There appears to be a vast number of unproductive and poorly managed firms in developing countries that somehow manage to survive. One explanation for this phenomenon may be that firms are insulated by product differentiation, which, combined with unobserved product market frictions (e.g. high transport or information costs), might make productive firms unable to lower prices and increase their market share. The researcher aims to investigate how product-market differentiation affects cost pass-through, using new data on India’s two largest manufacturing sectors.

This study will extend a large-scale randomized trial of energy-efficiency investments in the Indian textile and chemical manufacturing sectors, of which preliminary results suggest that treatment plants have indeed become more energy-efficient. The researcher plans to test, by hiring actual traders to make output bids to treatment and control firms, whether newly more efficient firms respond by reducing output prices. A key focus of the analysis will be whether the amount that firms pass-through efficient improvements in lower prices varies with product-differentiation and energy-intensity: plants in less differentiated and more energy-intensive sectors might be expected to pass-through cost reductions more completely.

The project’s innovative data collection strategy of involving actual traders relies on the structure of the wholesale markets for textiles and chemicals. Plants in this sample do not sell their end product to retailers. Rather, wholesale traders intermediate with retailers or exporters. The traders provide raw inputs (such as cloth) and agree on a price before work begins for processing those inputs. As a typical plant deals with many traders, the traders hired by the researcher will be able to make credible bids to plants and solicit actual product-level prices. Indeed, the price data from traders’ simulated bids will be much more reliable and detailed than plant-level surveys allow, as plants are usually reluctant to share data on their finances or competitiveness.

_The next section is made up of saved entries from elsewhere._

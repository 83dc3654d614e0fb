//! Out-of-process checker: one `7z` invocation per candidate

use std::path::PathBuf;
use std::process::Stdio;
use std::sync::OnceLock;

use async_trait::async_trait;
use regex::Regex;
use tokio::process::Command;

use super::{CheckerSource, PasswordChecker};
use crate::error::{Result, SweepError};
use crate::search::display_candidate;
use crate::types::{CheckMethod, CheckOutcome, WrongKind};

// EMFILE / ENFILE / EAGAIN from spawn: out of descriptors or processes
const EXHAUSTION_ERRNOS: &[i32] = &[24, 23, 11];

fn wrong_password_pattern() -> &'static Regex {
    static PATTERN: OnceLock<Regex> = OnceLock::new();
    PATTERN.get_or_init(|| {
        Regex::new(r"(?i)wrong password|data error in encrypted file")
            .expect("static regex is valid")
    })
}

fn exhaustion_pattern() -> &'static Regex {
    static PATTERN: OnceLock<Regex> = OnceLock::new();
    PATTERN.get_or_init(|| {
        Regex::new(r"(?i)too many open files|resource temporarily unavailable")
            .expect("static regex is valid")
    })
}

/// Classify `7z` stderr after a non-zero exit
pub fn classify_stderr(stderr: &str) -> Option<CheckOutcome> {
    if wrong_password_pattern().is_match(stderr) {
        Some(CheckOutcome::WrongPassword(WrongKind::Reported))
    } else if exhaustion_pattern().is_match(stderr) {
        Some(CheckOutcome::ResourceExhausted)
    } else {
        None
    }
}

/// Builds [`SevenZipChecker`]s for one archive
#[derive(Debug, Clone)]
pub struct SevenZipSource {
    binary: String,
    archive: PathBuf,
}

impl SevenZipSource {
    pub fn new(binary: impl Into<String>, archive: impl Into<PathBuf>) -> Self {
        Self {
            binary: binary.into(),
            archive: archive.into(),
        }
    }
}

impl CheckerSource for SevenZipSource {
    fn open(&self) -> Result<Box<dyn PasswordChecker>> {
        if !self.archive.is_file() {
            return Err(SweepError::io(
                "archive not found",
                Some(self.archive.to_string_lossy().to_string()),
            ));
        }
        Ok(Box::new(SevenZipChecker {
            binary: self.binary.clone(),
            archive: self.archive.clone(),
        }))
    }
}

/// Runs `7z x -y -so -p<candidate> <archive>` and classifies the result
#[derive(Debug, Clone)]
pub struct SevenZipChecker {
    binary: String,
    archive: PathBuf,
}

#[async_trait]
impl PasswordChecker for SevenZipChecker {
    async fn check(&self, candidate: &[u8]) -> CheckOutcome {
        let password = display_candidate(candidate);
        let output = Command::new(&self.binary)
            .arg("x")
            .arg("-y")
            .arg("-so")
            .arg(format!("-p{}", password))
            .arg(&self.archive)
            .stdin(Stdio::null())
            .stdout(Stdio::null())
            .stderr(Stdio::piped())
            .kill_on_drop(true)
            .output()
            .await;

        let output = match output {
            Ok(output) => output,
            Err(e) if e.raw_os_error().map_or(false, |n| EXHAUSTION_ERRNOS.contains(&n)) => {
                return CheckOutcome::ResourceExhausted;
            }
            Err(e) => {
                return CheckOutcome::Fatal(SweepError::checker(
                    CheckMethod::SevenZip,
                    format!("failed to run {}: {}", self.binary, e),
                    Some(password),
                ));
            }
        };

        if output.status.success() {
            return CheckOutcome::Success;
        }

        let stderr = String::from_utf8_lossy(&output.stderr);
        classify_stderr(&stderr).unwrap_or_else(|| {
            tracing::error!(
                binary = %self.binary,
                archive = %self.archive.display(),
                status = %output.status,
                stderr = %stderr.trim(),
                "Unexpected archive tool failure"
            );
            CheckOutcome::Fatal(SweepError::checker(
                CheckMethod::SevenZip,
                format!("{} exited with {}: {}", self.binary, output.status, stderr.trim()),
                Some(password),
            ))
        })
    }

    fn method_name(&self) -> CheckMethod {
        CheckMethod::SevenZip
    }
}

The study findings will be relevant for industrial and climate policy. Input subsidies, for services like energy audits or for efficient capital, are common instruments for climate policy in both developing and developed countries. The full effect of these subsidies can only be known by tracing their impact through product markets in general equilibrium: if a policy induces more efficient firms to expand production, the extent to which energy consumption and carbon production falls will depend on how much they displace less-efficient competitors. The data and estimates from this study could be used to simulate effects of various energy policies on consumption and carbon emissions for an important part of the Indian manufacturing sector.